# REQUIREMENT
Within the data beneath, some lines may hold the word "PrimaryKeyOutOfRange". Give the number of those lines and nothing else.

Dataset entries
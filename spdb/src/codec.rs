//! Record Codec
//!
//! A record is laid out as follows (all integers little-endian):
//!
//! ```text
//! u32  record_length     bytes following this field
//! u32  primary_key
//! u16  field_count
//! repeated field_count times:
//!   u8   name_length
//!   ..   name bytes
//!   u8   type_tag
//!   ..   tag-dependent payload
//! ```
//!
//! Payloads by tag:
//!
//! ```text
//! 0 null      (none)
//! 1 bool      u8 0|1
//! 2 int64     i64
//! 3 float64   f64
//! 4 string    u32 n + n bytes
//! 5 bytes     u32 n + n bytes
//! 6 json      u32 n + n bytes (fallback)
//! ```
//!
//! Fields are written in the row's iteration order, which is not deterministic.

use std::io;

use byteorder::{LittleEndian, ReadBytesExt, WriteBytesExt};
use strum::{Display, FromRepr};
use thiserror::Error;

use crate::record::{Item, Row, Value};

/// Size of the record length prefix.
pub const LENGTH_PREFIX: usize = 4;

/// Most fields a single record may carry.
pub const MAX_FIELDS: usize = u16::MAX as usize;

/// Longest permitted field name, in bytes.
pub const MAX_NAME_LEN: usize = u8::MAX as usize;

/// Longest string, bytes or fallback payload, in bytes.
pub const MAX_PAYLOAD_LEN: usize = u32::MAX as usize;

/// Wire type tags.
#[derive(Clone, Copy, Debug, Display, FromRepr, PartialEq, Eq)]
#[strum(serialize_all = "lowercase")]
#[repr(u8)]
pub enum Tag {
    /// No payload.
    Null = 0,
    /// One byte, 0 or 1.
    Bool = 1,
    /// Signed 64 bit integer.
    Int = 2,
    /// IEEE-754 64 bit float.
    Float = 3,
    /// Length prefixed UTF-8.
    String = 4,
    /// Length prefixed opaque bytes.
    Bytes = 5,
    /// Length prefixed JSON.
    Json = 6,
}

/// Codec specific errors.
#[derive(Error, Debug)]
pub enum CodecError {
    /// Row has more fields than a u16 can count
    #[error("too many fields: {0}")]
    TooManyFields(usize),

    /// Field name does not fit a u8 length
    #[error("field name too long ({len}): {name:?}")]
    FieldNameTooLong {
        /// The offending name
        name: String,
        /// Its length in bytes
        len: usize,
    },

    /// Payload does not fit a u32 length
    #[error("field {field:?}: {tag} payload too large ({len})")]
    PayloadTooLarge {
        /// Field name
        field: String,
        /// Payload type
        tag: Tag,
        /// Payload length in bytes
        len: usize,
    },

    /// Encoded record does not fit a u32 length
    #[error("record too large: {0}")]
    RecordTooLarge(usize),

    /// Primary key does not fit the u32 wire field
    #[error("primary key out of range: {0}")]
    PrimaryKeyOutOfRange(i64),

    /// Unsigned value larger than i64::MAX
    #[error("unsigned value too large for int64: {0}")]
    UnsignedOverflow(u64),

    /// Fallback serialization failed
    #[error("field {field:?}: fallback encoding failed: {source}")]
    Fallback {
        /// Field name
        field: String,
        /// Underlying failure
        #[source]
        source: serde_json::Error,
    },

    /// Ran out of bytes mid record
    #[error("record truncated reading {0}")]
    Truncated(&'static str),

    /// Tag byte is not one we know
    #[error("unknown type tag: {0}")]
    UnknownTag(u8),

    /// Name or string is not UTF-8
    #[error("invalid utf-8 in {0}")]
    InvalidUtf8(&'static str),

    /// Declared length disagrees with the bytes present
    #[error("record length mismatch: declared {declared}, found {actual}")]
    LengthMismatch {
        /// Length from the prefix
        declared: usize,
        /// Bytes actually available
        actual: usize,
    },

    /// Writing encoded bytes failed
    #[error(transparent)]
    Io(#[from] io::Error),

    /// Fallback payload is not valid JSON
    #[error("fallback decoding failed: {0}")]
    FallbackDecode(#[source] serde_json::Error),
}

/// The wire form of a primary key. Only keys in `0..=u32::MAX` can be written.
pub fn wire_primary_key(pk: i64) -> Result<u32, CodecError> {
    u32::try_from(pk).map_err(|_| CodecError::PrimaryKeyOutOfRange(pk))
}

/// Encode a full record, length prefix included.
pub fn encode(item: &Item) -> Result<Vec<u8>, CodecError> {
    let mut body = Vec::new();
    encode_body_into(&mut body, item)?;
    let len = u32::try_from(body.len()).map_err(|_| CodecError::RecordTooLarge(body.len()))?;
    let mut out = Vec::with_capacity(LENGTH_PREFIX + body.len());
    out.write_u32::<LittleEndian>(len)?;
    out.extend_from_slice(&body);
    Ok(out)
}

/// Append the record body (everything after the length prefix) to `dst`.
///
/// On error `dst` may hold a partial body and must be discarded by the caller.
pub fn encode_body_into(dst: &mut Vec<u8>, item: &Item) -> Result<(), CodecError> {
    dst.write_u32::<LittleEndian>(wire_primary_key(item.pk)?)?;

    if item.row.len() > MAX_FIELDS {
        return Err(CodecError::TooManyFields(item.row.len()));
    }
    dst.write_u16::<LittleEndian>(item.row.len() as u16)?;

    for (name, value) in &item.row {
        if name.len() > MAX_NAME_LEN {
            return Err(CodecError::FieldNameTooLong {
                name: name.clone(),
                len: name.len(),
            });
        }
        dst.write_u8(name.len() as u8)?;
        dst.extend_from_slice(name.as_bytes());
        encode_value_into(dst, name, value)?;
    }
    Ok(())
}

fn encode_value_into(dst: &mut Vec<u8>, field: &str, value: &Value) -> Result<(), CodecError> {
    dst.write_u8(value.tag() as u8)?;
    match value {
        Value::Null => {}
        Value::Bool(b) => dst.write_u8(u8::from(*b))?,
        Value::Int(i) => dst.write_i64::<LittleEndian>(*i)?,
        Value::Float(f) => dst.write_f64::<LittleEndian>(*f)?,
        Value::String(s) => append_sized(dst, field, Tag::String, s.as_bytes())?,
        Value::Bytes(b) => append_sized(dst, field, Tag::Bytes, b)?,
        Value::Other(v) => {
            let json = serde_json::to_vec(v).map_err(|source| CodecError::Fallback {
                field: field.to_string(),
                source,
            })?;
            append_sized(dst, field, Tag::Json, &json)?;
        }
    }
    Ok(())
}

fn append_sized(dst: &mut Vec<u8>, field: &str, tag: Tag, bytes: &[u8]) -> Result<(), CodecError> {
    let len = u32::try_from(bytes.len()).map_err(|_| CodecError::PayloadTooLarge {
        field: field.to_string(),
        tag,
        len: bytes.len(),
    })?;
    dst.write_u32::<LittleEndian>(len)?;
    dst.extend_from_slice(bytes);
    Ok(())
}

/// Decode a full record, length prefix included.
pub fn decode(bytes: &[u8]) -> Result<Item, CodecError> {
    let mut cursor = bytes;
    let declared = read_u32(&mut cursor, "record length")? as usize;
    if declared != cursor.len() {
        return Err(CodecError::LengthMismatch {
            declared,
            actual: cursor.len(),
        });
    }
    decode_body(cursor)
}

/// Decode a record body (everything after the length prefix).
pub fn decode_body(bytes: &[u8]) -> Result<Item, CodecError> {
    let mut cursor = bytes;
    let pk = i64::from(read_u32(&mut cursor, "primary key")?);
    let count = cursor
        .read_u16::<LittleEndian>()
        .map_err(truncated("field count"))? as usize;

    let mut row = Row::with_capacity(count);
    for _ in 0..count {
        let name_len = cursor.read_u8().map_err(truncated("name length"))? as usize;
        let name = take(&mut cursor, name_len, "name")?;
        let name = std::str::from_utf8(name)
            .map_err(|_| CodecError::InvalidUtf8("field name"))?
            .to_string();
        let value = decode_value(&mut cursor)?;
        row.insert(name, value);
    }

    if !cursor.is_empty() {
        return Err(CodecError::LengthMismatch {
            declared: bytes.len() - cursor.len(),
            actual: bytes.len(),
        });
    }
    Ok(Item::new(pk, row))
}

fn decode_value(cursor: &mut &[u8]) -> Result<Value, CodecError> {
    let raw = cursor.read_u8().map_err(truncated("type tag"))?;
    let tag = Tag::from_repr(raw).ok_or(CodecError::UnknownTag(raw))?;
    let value = match tag {
        Tag::Null => Value::Null,
        Tag::Bool => Value::Bool(cursor.read_u8().map_err(truncated("bool"))? != 0),
        Tag::Int => Value::Int(
            cursor
                .read_i64::<LittleEndian>()
                .map_err(truncated("int64"))?,
        ),
        Tag::Float => Value::Float(
            cursor
                .read_f64::<LittleEndian>()
                .map_err(truncated("float64"))?,
        ),
        Tag::String => {
            let bytes = read_sized(cursor, "string")?;
            let s = std::str::from_utf8(bytes).map_err(|_| CodecError::InvalidUtf8("string"))?;
            Value::String(s.to_string())
        }
        Tag::Bytes => Value::Bytes(read_sized(cursor, "bytes")?.to_vec()),
        Tag::Json => {
            let bytes = read_sized(cursor, "json")?;
            Value::Other(serde_json::from_slice(bytes).map_err(CodecError::FallbackDecode)?)
        }
    };
    Ok(value)
}

fn read_u32(cursor: &mut &[u8], what: &'static str) -> Result<u32, CodecError> {
    cursor.read_u32::<LittleEndian>().map_err(truncated(what))
}

fn read_sized<'a>(cursor: &mut &'a [u8], what: &'static str) -> Result<&'a [u8], CodecError> {
    let len = read_u32(cursor, what)? as usize;
    take(cursor, len, what)
}

fn take<'a>(cursor: &mut &'a [u8], n: usize, what: &'static str) -> Result<&'a [u8], CodecError> {
    if cursor.len() < n {
        return Err(CodecError::Truncated(what));
    }
    let (head, tail) = cursor.split_at(n);
    *cursor = tail;
    Ok(head)
}

fn truncated(what: &'static str) -> impl Fn(io::Error) -> CodecError {
    move |_| CodecError::Truncated(what)
}

#[cfg(test)]
mod tests {
    use super::*;

    fn row(fields: Vec<(&str, Value)>) -> Row {
        fields
            .into_iter()
            .map(|(k, v)| (k.to_string(), v))
            .collect()
    }

    #[test]
    fn it_round_trips_bool_and_float() {
        let item = Item::new(
            42,
            row(vec![("active", Value::Bool(true)), ("score", Value::Float(3.5))]),
        );
        let bytes = encode(&item).expect("encodes");
        let decoded = decode(&bytes).expect("decodes");
        assert_eq!(decoded.pk, 42);
        assert_eq!(decoded.row.get("active"), Some(&Value::Bool(true)));
        assert_eq!(decoded.row.get("score"), Some(&Value::Float(3.5)));
        assert_eq!(decoded, item);
    }

    #[test]
    fn it_round_trips_every_tag() {
        let item = Item::new(
            7,
            row(vec![
                ("n", Value::Null),
                ("b", Value::Bool(false)),
                ("i", Value::Int(-9_000_000_000)),
                ("f", Value::Float(-0.25)),
                ("s", Value::from("hello")),
                ("raw", Value::from(vec![0u8, 1, 255])),
                ("nested", Value::Other(serde_json::json!({"a": [1, 2, 3]}))),
            ]),
        );
        let decoded = decode(&encode(&item).expect("encodes")).expect("decodes");
        for (name, value) in &item.row {
            let other = decoded.row.get(name).expect("field present");
            assert_eq!(other, value);
            assert_eq!(other.tag(), value.tag());
        }
        assert_eq!(decoded.row.len(), item.row.len());
    }

    #[test]
    fn it_lays_out_a_record() {
        let item = Item::new(1, row(vec![("a", Value::Bool(true))]));
        let bytes = encode(&item).expect("encodes");
        // pk(4) + count(2) + name_len(1) + "a"(1) + tag(1) + bool(1)
        assert_eq!(&bytes[..4], &10u32.to_le_bytes());
        assert_eq!(&bytes[4..8], &1u32.to_le_bytes());
        assert_eq!(&bytes[8..10], &1u16.to_le_bytes());
        assert_eq!(&bytes[10..], &[1, b'a', Tag::Bool as u8, 1]);
    }

    #[test]
    fn it_rejects_long_field_names() {
        let name = "x".repeat(MAX_NAME_LEN + 1);
        let item = Item::new(1, row(vec![(name.as_str(), Value::Null)]));
        let err = encode(&item).expect_err("name too long");
        assert!(matches!(err, CodecError::FieldNameTooLong { len: 256, .. }));
    }

    #[test]
    fn it_accepts_max_length_field_names() {
        let name = "y".repeat(MAX_NAME_LEN);
        let item = Item::new(1, row(vec![(name.as_str(), Value::Int(1))]));
        let decoded = decode(&encode(&item).expect("encodes")).expect("decodes");
        assert_eq!(decoded, item);
    }

    #[test]
    fn it_rejects_too_many_fields() {
        let row: Row = (0..=MAX_FIELDS)
            .map(|i| (i.to_string(), Value::Null))
            .collect();
        let err = encode(&Item::new(1, row)).expect_err("too many fields");
        assert!(matches!(err, CodecError::TooManyFields(65_536)));
    }

    #[test]
    fn it_rejects_primary_keys_outside_the_wire_field() {
        let err = encode(&Item::new(-1, Row::new())).expect_err("negative");
        assert!(matches!(err, CodecError::PrimaryKeyOutOfRange(-1)));
        let err = encode(&Item::new(i64::from(u32::MAX) + 1, Row::new())).expect_err("too big");
        assert!(matches!(err, CodecError::PrimaryKeyOutOfRange(_)));
    }

    #[test]
    fn it_detects_truncation() {
        let item = Item::new(3, row(vec![("s", Value::from("truncate me"))]));
        let bytes = encode(&item).expect("encodes");
        let err = decode_body(&bytes[LENGTH_PREFIX..bytes.len() - 2]).expect_err("short");
        assert!(matches!(err, CodecError::Truncated("string")));
        let err = decode(&bytes[..bytes.len() - 1]).expect_err("short");
        assert!(matches!(err, CodecError::LengthMismatch { .. }));
    }

    #[test]
    fn it_rejects_unknown_tags() {
        let mut body = Vec::new();
        body.extend_from_slice(&9u32.to_le_bytes());
        body.extend_from_slice(&1u16.to_le_bytes());
        body.extend_from_slice(&[1, b'z', 42]);
        let err = decode_body(&body).expect_err("bad tag");
        assert!(matches!(err, CodecError::UnknownTag(42)));
    }
}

# SOLUTION
4